EXTRACTED MATERIAL Block Start

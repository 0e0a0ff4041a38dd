//! Ogg 分页层：页面解析、CRC 校验、逻辑流的包重组

use log::{debug, warn};
use std::collections::VecDeque;

/// 页面头部固定长度
pub const HEADER_LEN: usize = 27;
/// 页面最大长度（头部 + 255 段 lacing + 255*255 数据）
pub const MAX_PAGE_LEN: usize = HEADER_LEN + 255 + 255 * 255;

const CAPTURE: &[u8; 4] = b"OggS";

const FLAG_CONTINUED: u8 = 0x01;
const FLAG_BOS: u8 = 0x02;
const FLAG_EOS: u8 = 0x04;

const CRC_TABLE: [u32; 256] = crc_table();

const fn crc_table() -> [u32; 256] {
    let mut table = [0u32; 256];
    let mut i = 0;
    while i < 256 {
        let mut r = (i as u32) << 24;
        let mut bit = 0;
        while bit < 8 {
            r = if r & 0x8000_0000 != 0 {
                (r << 1) ^ 0x04c1_1db7
            } else {
                r << 1
            };
            bit += 1;
        }
        table[i] = r;
        i += 1;
    }
    table
}

/// Ogg 页面校验和（CRC-32，多项式 0x04c11db7，初值 0，不反转）
///
/// 计算时校验字段（偏移 22..26）必须为 0。
pub fn page_checksum(bytes: &[u8]) -> u32 {
    bytes.iter().fold(0u32, |crc, &b| {
        (crc << 8) ^ CRC_TABLE[(((crc >> 24) as u8) ^ b) as usize]
    })
}

/// 一个容器页面
#[derive(Debug, Clone, PartialEq, Eq)]
pub struct Page {
    pub serial: u32,
    pub sequence: u32,
    pub granule: i64,
    pub continued: bool,
    pub bos: bool,
    pub eos: bool,
    pub lacing: Vec<u8>,
    pub body: Vec<u8>,
}

/// 页面解析结果
#[derive(Debug, PartialEq, Eq)]
pub enum PageParse {
    /// 解析成功，附带页面占用的字节数
    Page(Page, usize),
    /// 数据不足，需要继续读取
    Incomplete,
    /// 当前位置不是合法页面
    Invalid,
}

impl Page {
    /// 尝试从 `buf` 起始处解析一个页面
    pub fn parse(buf: &[u8]) -> PageParse {
        if buf.len() < HEADER_LEN {
            // 前缀不匹配时可以提前判定
            let n = buf.len().min(4);
            if buf[..n] != CAPTURE[..n] {
                return PageParse::Invalid;
            }
            return PageParse::Incomplete;
        }
        if &buf[..4] != CAPTURE || buf[4] != 0 {
            return PageParse::Invalid;
        }

        let flags = buf[5];
        let segments = buf[26] as usize;
        let header_len = HEADER_LEN + segments;
        if buf.len() < header_len {
            return PageParse::Incomplete;
        }
        let lacing = &buf[HEADER_LEN..header_len];
        let body_len: usize = lacing.iter().map(|&l| l as usize).sum();
        let total = header_len + body_len;
        if buf.len() < total {
            return PageParse::Incomplete;
        }

        let stored_crc = read_u32(&buf[22..26]);
        let mut crc = 0u32;
        for (i, &b) in buf[..total].iter().enumerate() {
            let b = if (22..26).contains(&i) { 0 } else { b };
            crc = (crc << 8) ^ CRC_TABLE[(((crc >> 24) as u8) ^ b) as usize];
        }
        if crc != stored_crc {
            debug!("页面校验和不匹配: 期望 {:08x}, 实际 {:08x}", stored_crc, crc);
            return PageParse::Invalid;
        }

        let page = Page {
            serial: read_u32(&buf[14..18]),
            sequence: read_u32(&buf[18..22]),
            granule: i64::from_le_bytes([
                buf[6], buf[7], buf[8], buf[9], buf[10], buf[11], buf[12], buf[13],
            ]),
            continued: flags & FLAG_CONTINUED != 0,
            bos: flags & FLAG_BOS != 0,
            eos: flags & FLAG_EOS != 0,
            lacing: lacing.to_vec(),
            body: buf[header_len..total].to_vec(),
        };
        PageParse::Page(page, total)
    }
}

fn read_u32(b: &[u8]) -> u32 {
    u32::from_le_bytes([b[0], b[1], b[2], b[3]])
}

/// 同步缓冲区：累积原始字节，从中切出完整页面
#[derive(Debug, Default)]
pub struct SyncBuffer {
    data: Vec<u8>,
    skipped: u64,
}

impl SyncBuffer {
    pub fn new() -> Self {
        Self::default()
    }

    /// 为写入预留 `size` 字节，返回可写区域
    pub fn buffer(&mut self, size: usize) -> &mut [u8] {
        let start = self.data.len();
        self.data.resize(start + size, 0);
        &mut self.data[start..]
    }

    /// 确认上一次 `buffer` 中实际写入了 `written` 字节
    pub fn wrote(&mut self, reserved: usize, written: usize) {
        let keep = self.data.len() - reserved + written.min(reserved);
        self.data.truncate(keep);
    }

    /// 取出下一个完整页面；数据不足时返回 None
    pub fn page_out(&mut self) -> Option<Page> {
        loop {
            match Page::parse(&self.data) {
                PageParse::Page(page, len) => {
                    self.data.drain(..len);
                    return Some(page);
                }
                PageParse::Incomplete => return None,
                PageParse::Invalid => {
                    // 失去同步：跳到下一个 "OggS" 候选位置
                    let skip = find_capture(&self.data[1..]).map(|p| p + 1).unwrap_or_else(|| {
                        // 末尾可能是不完整的捕获字，保留最后 3 字节
                        self.data.len().saturating_sub(3).max(1)
                    });
                    let skip = skip.min(self.data.len());
                    self.skipped += skip as u64;
                    self.data.drain(..skip);
                    if self.data.is_empty() {
                        return None;
                    }
                }
            }
        }
    }

    /// 尚未组成页面的字节数
    pub fn pending(&self) -> usize {
        self.data.len()
    }

    /// 重新同步时累计跳过的字节数
    pub fn skipped_bytes(&self) -> u64 {
        self.skipped
    }
}

fn find_capture(data: &[u8]) -> Option<usize> {
    data.windows(CAPTURE.len()).position(|w| w == CAPTURE)
}

/// 从页面中重组出的一个解码单元
#[derive(Debug, Clone, PartialEq, Eq)]
pub struct ElementaryPacket {
    pub data: Vec<u8>,
    /// 只有页面上最后一个完整包才带粒度位置
    pub granule: Option<i64>,
    pub bos: bool,
    pub eos: bool,
    pub packet_no: u64,
}

/// 单个逻辑流的包重组队列
#[derive(Debug)]
pub struct LogicalStream {
    serial: u32,
    packets: VecDeque<ElementaryPacket>,
    partial: Vec<u8>,
    expected_sequence: Option<u32>,
    packet_no: u64,
    first_packet: bool,
    eos: bool,
}

impl LogicalStream {
    pub fn new(serial: u32) -> Self {
        Self {
            serial,
            packets: VecDeque::new(),
            partial: Vec::new(),
            expected_sequence: None,
            packet_no: 0,
            first_packet: true,
            eos: false,
        }
    }

    pub fn serial(&self) -> u32 {
        self.serial
    }

    /// 将属于本流的页面拆成包，追加到队列
    pub fn page_in(&mut self, page: &Page) {
        if page.serial != self.serial {
            warn!("页面序列号 {:x} 不属于逻辑流 {:x}，忽略", page.serial, self.serial);
            return;
        }

        let mut skip_continuation = false;
        if let Some(expected) = self.expected_sequence {
            if page.sequence != expected {
                warn!(
                    "逻辑流 {:x} 页面序号跳变: 期望 {}, 实际 {}，丢弃未完成的包",
                    self.serial, expected, page.sequence
                );
                self.partial.clear();
                skip_continuation = page.continued;
            }
        } else if page.continued {
            // 流的第一页不可能接续之前的包
            skip_continuation = true;
        }
        if page.continued && !skip_continuation && self.partial.is_empty() {
            skip_continuation = true;
        }
        if !page.continued && !self.partial.is_empty() {
            warn!("逻辑流 {:x} 的未完成包没有接续页，丢弃 {} 字节", self.serial, self.partial.len());
            self.partial.clear();
        }
        self.expected_sequence = Some(page.sequence.wrapping_add(1));

        // 最后一个在本页结束的包的下标（用于挂粒度位置）
        let last_complete = page.lacing.iter().rposition(|&l| l < 255);

        let mut offset = 0;
        for (i, &lace) in page.lacing.iter().enumerate() {
            let seg = &page.body[offset..offset + lace as usize];
            offset += lace as usize;

            if skip_continuation {
                if lace < 255 {
                    skip_continuation = false;
                }
                continue;
            }

            self.partial.extend_from_slice(seg);
            if lace < 255 {
                let granule = if Some(i) == last_complete && page.granule >= 0 {
                    Some(page.granule)
                } else {
                    None
                };
                let is_last = Some(i) == last_complete;
                self.packets.push_back(ElementaryPacket {
                    data: std::mem::take(&mut self.partial),
                    granule,
                    bos: self.first_packet,
                    eos: page.eos && is_last,
                    packet_no: self.packet_no,
                });
                self.first_packet = false;
                self.packet_no += 1;
            }
        }

        if page.eos {
            self.eos = true;
        }
    }

    /// 取出下一个完整的包
    pub fn packet_out(&mut self) -> Option<ElementaryPacket> {
        self.packets.pop_front()
    }

    pub fn has_packets(&self) -> bool {
        !self.packets.is_empty()
    }

    pub fn queued(&self) -> usize {
        self.packets.len()
    }

    /// 是否已经收到带 EOS 标记的页面
    pub fn end_of_stream(&self) -> bool {
        self.eos
    }
}

/// 页面写出：把若干包按给定方式封装成带校验和的页面字节
pub mod writer {
    use super::{page_checksum, HEADER_LEN};

    /// 一页的布局描述
    pub struct PageLayout<'a> {
        pub serial: u32,
        pub sequence: u32,
        pub granule: i64,
        pub bos: bool,
        pub eos: bool,
        pub continued: bool,
        pub packets: &'a [&'a [u8]],
        /// 最后一个包不在本页结束
        pub open_tail: bool,
    }

    /// 包长度之和超出单页的 255 个分段时 panic
    pub fn page_bytes(layout: &PageLayout<'_>) -> Vec<u8> {
        let mut lacing = Vec::new();
        let mut body = Vec::new();
        for (i, p) in layout.packets.iter().enumerate() {
            let mut len = p.len();
            while len >= 255 {
                lacing.push(255u8);
                len -= 255;
            }
            let tail_open = layout.open_tail && i + 1 == layout.packets.len();
            if !tail_open {
                lacing.push(len as u8);
            }
            body.extend_from_slice(p);
        }
        assert!(lacing.len() <= 255, "单页最多 255 个分段，实际 {}", lacing.len());
        let mut flags = 0u8;
        if layout.continued {
            flags |= 0x01;
        }
        if layout.bos {
            flags |= 0x02;
        }
        if layout.eos {
            flags |= 0x04;
        }
        let mut out = Vec::with_capacity(HEADER_LEN + lacing.len() + body.len());
        out.extend_from_slice(b"OggS");
        out.push(0);
        out.push(flags);
        out.extend_from_slice(&layout.granule.to_le_bytes());
        out.extend_from_slice(&layout.serial.to_le_bytes());
        out.extend_from_slice(&layout.sequence.to_le_bytes());
        out.extend_from_slice(&[0; 4]);
        out.push(lacing.len() as u8);
        out.extend_from_slice(&lacing);
        out.extend_from_slice(&body);
        let crc = page_checksum(&out);
        out[22..26].copy_from_slice(&crc.to_le_bytes());
        out
    }

    pub fn simple(serial: u32, sequence: u32, granule: i64, bos: bool, packets: &[&[u8]]) -> Vec<u8> {
        page_bytes(&PageLayout {
            serial,
            sequence,
            granule,
            bos,
            eos: false,
            continued: false,
            packets,
            open_tail: false,
        })
    }
}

EXTRACTED MATERIAL Block End

**REQUIRED WORK**
An exact copy of every line from the one containing "bool, packets: &[&[u8]])" through the last line of the entries is required; please add nothing.

**RESPONSE**
    pub fn simple(serial: u32, sequence: u32, granule: i64, bos: bool, packets: &[&[u8]]) -> Vec<u8> {
        page_bytes(&PageLayout {
            serial,
            sequence,
            granule,
            bos,
            eos: false,
            continued: false,
            packets,
            open_tail: false,
        })
    }
}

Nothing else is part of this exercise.